Par acte notarié reçu le 3 octobre 2012 par Maître [Z] [V], notaire à [Localité 12], les parties ont acquis en pleine propriétaire à concurrence de la moitié chacun deux biens immobiliers sis [Adresse 7] à [Localité 20], cadastré section AR, n°[Cadastre 5], pour une contenance de 17a13ca, pour un prix de 130.000 euros.
Ce bien était composée de deux parties : une partie libre de toute occupation, occupée par les parties, et une partie louée.
Le financement de cette acquisition a été permise par deux prêts souscrits auprès de la [10], un prêt n°8233448 de 77.661,63 euros et un prêt n°8233478 de 68.479,92 euros au remboursement duquel les parties sont tenues solidairement.
Ce bien a été vendu 16 mars 2023 suivant acte reçu par Maître [R] [Y], notaire à [Localité 15], au prix de 95.000 euros et la vente du bien n’a pas permis de rembourser les deux prêts immobiliers.
Par décision de l’officier de l’état civil de [Localité 14] du 29 mars 2021, M. [D] [S] s’est appelé [A], [L] [S].
Par jugement du tribunal judiciaire d’Avesnes-sur-Helpe du 5 octobre 2022, M. [S] a été dit comme étant de sexe féminin.
Par décision de l’officier de l’état civil du 27 mars 2023, Mme [S] a changé de nom et porte désormais celui de [G].
M. [D] [S] se nomme donc désormais Mme [A] [G].
Indiquant ne pas parvenir à trouver un accord avec Mme [E], Mme [T] a, par acte du 14 mars 2024, assigné Mme [E] devant le tribunal judiciaire de Valenciennes aux fins de liquidation et partage de leurs intérêts patrimoniaux.
Dans son acte introductif d’instance, auquel il convient de se rapporter pour l’exposé des moyens et en l’absence de conclusions ultérieures, Mme [G] demande au tribunal de:
ordonner l’ouverture des opérations de comptes, liquidation, partage de l’indivision existant entre les concubins dont dépendant l’immeuble sis [Adresse 6] à [Localité 20] ;désigner la SCP titulaire d’Offices notariaux Pantou et [Y], titulaire d’un Office notarial à Lille et à Valenciennes pour procéder au partage de l’indivision et à la liquidation des droits des indivisaires ;
condamner Mme [E] à verser à l’indivision existant entre les concubins l’intégralité des loyers reçus depuis la conclusion du bail sous-seing privé avec effet au 15 mars 2019 jusqu’à la libération effective du logement par la locataire Mme [P] [W] et par tout occupant de son chef matérialisée par un état des lieux de sortie contradictoire concomitamment à la remise des clés ou par procès-verbal d’expulsion ainsi que les sommes et condamnations énoncées au jugement rendu par le juge des contentieux de la protection près le tribunal judiciaire de Valenciennes en date du 31 janvier 2022 à l’exception de l’indemnité de procédure sur le fondement de l’article 700 du code de procédure civile ainsi qu’aux dépens lesquels reviendront à Mme [E] ;condamner Mme [E] à lui verser les sommes suivantes :10.000 euros à titre de dommages et intérêts pour atteinte à ses droits en sa qualité d’indivisaire ;10.000 euros à titre de dommages et intérêts pour résistance abusive ;4.000 euros à titre d’indemnité de procédure sur le fondement de l’article 700 du code de procédure civile ;juger que les frais d’exécution du jugement rendu par le juge des contentieux de la protection près le tribunal judiciaire de Valenciennes en date du 31 janvier 2022 resteront à la charge exclusive de Mme [E] ;condamner Mme [E] aux entiers frais et dépens ;juger n’y avoir lieu de déroger à l’exécution provisoire de la décision à intervenir.

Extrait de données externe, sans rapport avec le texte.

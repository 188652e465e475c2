pub mod config;
pub mod db;
pub mod error;
pub mod map;
pub mod movement;
pub mod node;
pub mod options;
pub mod pathfinder;
pub mod player;
pub mod point;
pub mod requirements;
pub mod transport;
pub mod visited;
pub mod wilderness;
pub mod world;

pub use config::{PathfinderConfig, WorldConfig};
pub use error::{LoadError, PathfinderError};
pub use map::{CollisionMap, CollisionMapBuilder};
pub use options::PathfinderSettings;
pub use pathfinder::{Pathfinder, SearchHandle, SearchOutcome, SearchStats};
pub use player::PlayerState;
pub use point::{PackedPoint, WorldPoint};
pub use transport::{Transport, TransportCatalog, TransportEdge, TransportKind};
pub use wilderness::WildernessTier;
pub use world::WorldData;

pub fn version() -> &'static str {
    env!("CARGO_PKG_VERSION")
}
//! Transport requirements evaluated against a [`PlayerState`].

use serde_json::Value;

use crate::player::PlayerState;

#[derive(Debug, Clone, Copy, PartialEq, Eq)]
pub enum Comparison { Eq, Ne, Ge, Gt, Le, Lt }

impl Comparison {
    pub fn from_db_str(s: &str) -> Option<Self> {
        match s.trim() {
            "==" | "=" => Some(Comparison::Eq),
            "!=" => Some(Comparison::Ne),
            ">=" => Some(Comparison::Ge),
            ">" => Some(Comparison::Gt),
            "<=" => Some(Comparison::Le),
            "<" => Some(Comparison::Lt),
            _ => None,
        }
    }

    fn eval_num(self, lhs: f64, rhs: f64) -> bool {
        match self {
            Comparison::Eq => lhs == rhs,
            Comparison::Ne => lhs != rhs,
            Comparison::Ge => lhs >= rhs,
            Comparison::Gt => lhs > rhs,
            Comparison::Le => lhs <= rhs,
            Comparison::Lt => lhs < rhs,
        }
    }
}

/// `key <comparison> value`, e.g. `agility >= 52` or `quest_state == done`.
#[derive(Debug, Clone, PartialEq)]
pub struct Requirement {
    pub key: String,
    pub comparison: Comparison,
    pub value: String,
}

impl Requirement {
    pub fn new(key: impl Into<String>, comparison: Comparison, value: impl Into<String>) -> Self {
        Self { key: key.into(), comparison, value: value.into() }
    }

    /// Numeric comparison when both sides parse as numbers; otherwise only `==`/`!=` on
    /// case-insensitive strings. A key the player does not report is unsatisfied.
    pub fn is_satisfied(&self, player: &PlayerState) -> bool {
        let Some(actual) = player.value(&self.key) else { return false };
        let rhs = self.value.trim();
        if let (Some(lhs), Ok(rhs)) = (as_number(actual), rhs.parse::<f64>()) {
            return self.comparison.eval_num(lhs, rhs);
        }
        let Some(lhs) = as_text(actual) else { return false };
        match self.comparison {
            Comparison::Eq => lhs.trim().eq_ignore_ascii_case(rhs),
            Comparison::Ne => !lhs.trim().eq_ignore_ascii_case(rhs),
            _ => false,
        }
    }
}

fn as_number(v: &Value) -> Option<f64> {
    match v {
        Value::Number(n) => n.as_f64(),
        Value::Bool(b) => Some(if *b { 1.0 } else { 0.0 }),
        Value::String(s) => s.trim().parse().ok(),
        _ => None,
    }
}

fn as_text(v: &Value) -> Option<String> {
    match v {
        Value::String(s) => Some(s.clone()),
        Value::Number(n) => Some(n.to_string()),
        Value::Bool(b) => Some(b.to_string()),
        _ => None,
    }
}

/// One item group of a transport: any listed variant at `quantity`, or any listed staff or
/// offhand that provides the item.
#[derive(Debug, Clone, Default, PartialEq, Eq)]
pub struct ItemRequirement {
    pub variants: Vec<i32>,
    pub staves: Vec<i32>,
    pub offhands: Vec<i32>,
    pub quantity: u32,
}

impl ItemRequirement {
    pub fn is_satisfied(&self, player: &PlayerState, include_bank: bool) -> bool {
        let quantity = self.quantity.max(1);
        self.variants.iter().any(|&id| player.item_count(id, include_bank) >= quantity)
            || self.staves.iter().chain(&self.offhands).any(|&id| player.item_count(id, include_bank) > 0)
    }
}

#[cfg(test)]
mod tests {
    use super::*;
    use serde_json::json;

    fn player() -> PlayerState {
        serde_json::from_value(json!({
            "members": true,
            "values": {
                "agility": 52,
                "varbit_38": "1",
                "Quest_State": "done",
                "account": "normal"
            },
            "inventory": { "563": 2, "556": 10 },
            "equipment": { "1381": 1 },
            "bank": { "995": 1000 }
        }))
        .unwrap()
    }

    #[test]
    fn numeric_and_string_eval() {
        let p = player();
        let sat = |k: &str, c: &str, v: &str| Requirement::new(k, Comparison::from_db_str(c).unwrap(), v).is_satisfied(&p);
        assert!(sat("agility", ">=", "52"));
        assert!(!sat("agility", ">", "52"));
        assert!(sat("agility", "<", "60"));
        assert!(sat("varbit_38", "==", "1"));
        assert!(sat("quest_state", "=", "DONE"));
        assert!(sat("account", "!=", "ironman"));
    }

    #[test]
    fn unsatisfied_cases() {
        let p = player();
        // missing key
        assert!(!Requirement::new("coins", Comparison::Ge, "1").is_satisfied(&p));
        // ordering on strings is never satisfied
        assert!(!Requirement::new("account", Comparison::Ge, "a").is_satisfied(&p));
        assert!(!Requirement::new("account", Comparison::Ne, "Normal").is_satisfied(&p));
        assert_eq!(Comparison::from_db_str("~="), None);
    }

    #[test]
    fn item_groups_accept_any_variant_or_staff() {
        let p = player();
        let law = ItemRequirement { variants: vec![563], quantity: 1, ..Default::default() };
        assert!(law.is_satisfied(&p, false));
        let many_laws = ItemRequirement { variants: vec![563], quantity: 3, ..Default::default() };
        assert!(!many_laws.is_satisfied(&p, false));
        // air runes: not enough in inventory, but an air staff is equipped
        let air = ItemRequirement { variants: vec![556], staves: vec![1381], quantity: 20, ..Default::default() };
        assert!(air.is_satisfied(&p, false));
        let coins = ItemRequirement { variants: vec![995], quantity: 500, ..Default::default() };
        assert!(!coins.is_satisfied(&p, false));
        assert!(coins.is_satisfied(&p, true));
    }
}
#[derive(Debug, thiserror::Error)]
pub enum PathfinderError {
    #[error("a search needs at least one target tile")]
    NoTargets,
}

#[derive(Debug, thiserror::Error)]
pub enum LoadError {
    #[error(transparent)]
    Sqlite(#[from] rusqlite::Error),
    #[error("unknown transport kind '{0}'")]
    InvalidTransportKind(String),
    #[error("unknown comparison '{comparison}' in requirement on '{key}'")]
    InvalidComparison { key: String, comparison: String },
    #[error("tile ({x}, {y}, {plane}) is outside the addressable range")]
    InvalidTile { x: i32, y: i32, plane: i32 },
    #[error("transport {id} has only some of its origin columns set")]
    PartialOrigin { id: i64 },
    #[error("transport {id} of kind '{kind}' has no origin")]
    MissingOrigin { id: i64, kind: &'static str },
    #[error("{column} {value} of transport {id} is out of range")]
    OutOfRange { id: i64, column: &'static str, value: i64 },
}
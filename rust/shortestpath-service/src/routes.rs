use axum::extract::{Path, State};
use axum::http::StatusCode;
use axum::response::IntoResponse;
use axum::Json;
use serde::Serialize;
use serde_json::json;
use shortestpath_core::{Pathfinder, SearchHandle};
use tracing::{info, info_span, Instrument};

use crate::errors::AppError;
use crate::models::{unpack_path, FindPathRequest, FindPathResponse, SearchCreated, SearchSnapshot, StatsBody};
use crate::AppState;

#[derive(Debug, Serialize)]
pub struct Healthz {
    pub status: &'static str,
}

pub async fn healthz() -> impl IntoResponse {
    (StatusCode::OK, Json(Healthz { status: "ok" }))
}

pub async fn version() -> impl IntoResponse {
    let svc_version = env!("CARGO_PKG_VERSION");
    let core_version = shortestpath_core::version();
    (StatusCode::OK, Json(json!({"service_version": svc_version, "core_version": core_version})))
}

fn build_search(state: &AppState, req: FindPathRequest) -> Result<Pathfinder<shortestpath_core::WorldConfig>, AppError> {
    let start = req.start()?;
    let targets = req.targets()?;
    let settings = req.settings.unwrap_or_default();
    let player = req.player.unwrap_or_default();
    let config = state.world.config(settings, player);
    Ok(Pathfinder::new(config, start, targets)?)
}

/// Runs a search to completion on the blocking pool.
pub async fn find_path(State(state): State<AppState>, Json(req): Json<FindPathRequest>) -> Result<Json<FindPathResponse>, AppError> {
    let span = info_span!("find_path", start = %req.start, targets = req.targets.len());
    async move {
        let pathfinder = build_search(&state, req)?;
        let handle = pathfinder.handle();
        let stats = tokio::task::spawn_blocking(move || pathfinder.run())
            .await
            .map_err(|e| AppError::Internal(anyhow::anyhow!("search task failed: {e}")))?;

        let path = handle.path();
        info!(outcome = ?stats.outcome, nodes = stats.total_checked(), path_len = path.len(), "find_path done");
        Ok(Json(FindPathResponse { path: unpack_path(&path), reached: handle.reached(), stats: StatsBody::from(&stats) }))
    }
    .instrument(span)
    .await
}

pub async fn start_search(
    State(state): State<AppState>,
    Json(req): Json<FindPathRequest>,
) -> Result<(StatusCode, Json<SearchCreated>), AppError> {
    let pathfinder = build_search(&state, req)?;
    let (handle, _join) = pathfinder
        .spawn()
        .map_err(|e| AppError::Internal(anyhow::Error::new(e).context("failed to start search thread")))?;
    let id = state.searches.insert(handle);
    info!(id, "search started");
    Ok((StatusCode::CREATED, Json(SearchCreated { id })))
}

fn snapshot(id: u64, handle: &SearchHandle) -> SearchSnapshot {
    // read done first so a finished search always reports its stats
    let done = handle.is_done();
    SearchSnapshot {
        id,
        done,
        reached: handle.reached(),
        path: unpack_path(&handle.path()),
        stats: handle.stats().as_ref().map(StatsBody::from),
    }
}

pub async fn get_search(State(state): State<AppState>, Path(id): Path<u64>) -> Result<Json<SearchSnapshot>, AppError> {
    let handle = state.searches.get(id).ok_or_else(|| AppError::NotFound(format!("search {id}")))?;
    Ok(Json(snapshot(id, &handle)))
}

pub async fn cancel_search(State(state): State<AppState>, Path(id): Path<u64>) -> Result<StatusCode, AppError> {
    state.searches.remove(id).ok_or_else(|| AppError::NotFound(format!("search {id}")))?;
    info!(id, "search cancelled");
    Ok(StatusCode::NO_CONTENT)
}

Assignée à étude, Mme [E] n’a pas comparu.
La clôture est intervenue le 5 juin 2024.
MOTIFS DE LA DÉCISION
Sur la demande d’ouverture des opérations de compte, liquidation et partage et la désignation du notaire
L’article 815 du code civil dispose que nul ne peut être contraint à demeurer dans l’indivision et le partage peut toujours être provoqué, à moins qu’il n’y ait été sursis par jugement ou convention.
L’article 1364 du code de procédure civile dispose qu’un notaire est désigné pour procéder aux opérations de partage si la complexité des opérations le justifie. Le notaire est choisi par les copartageants et, à défaut d’accord, par le tribunal.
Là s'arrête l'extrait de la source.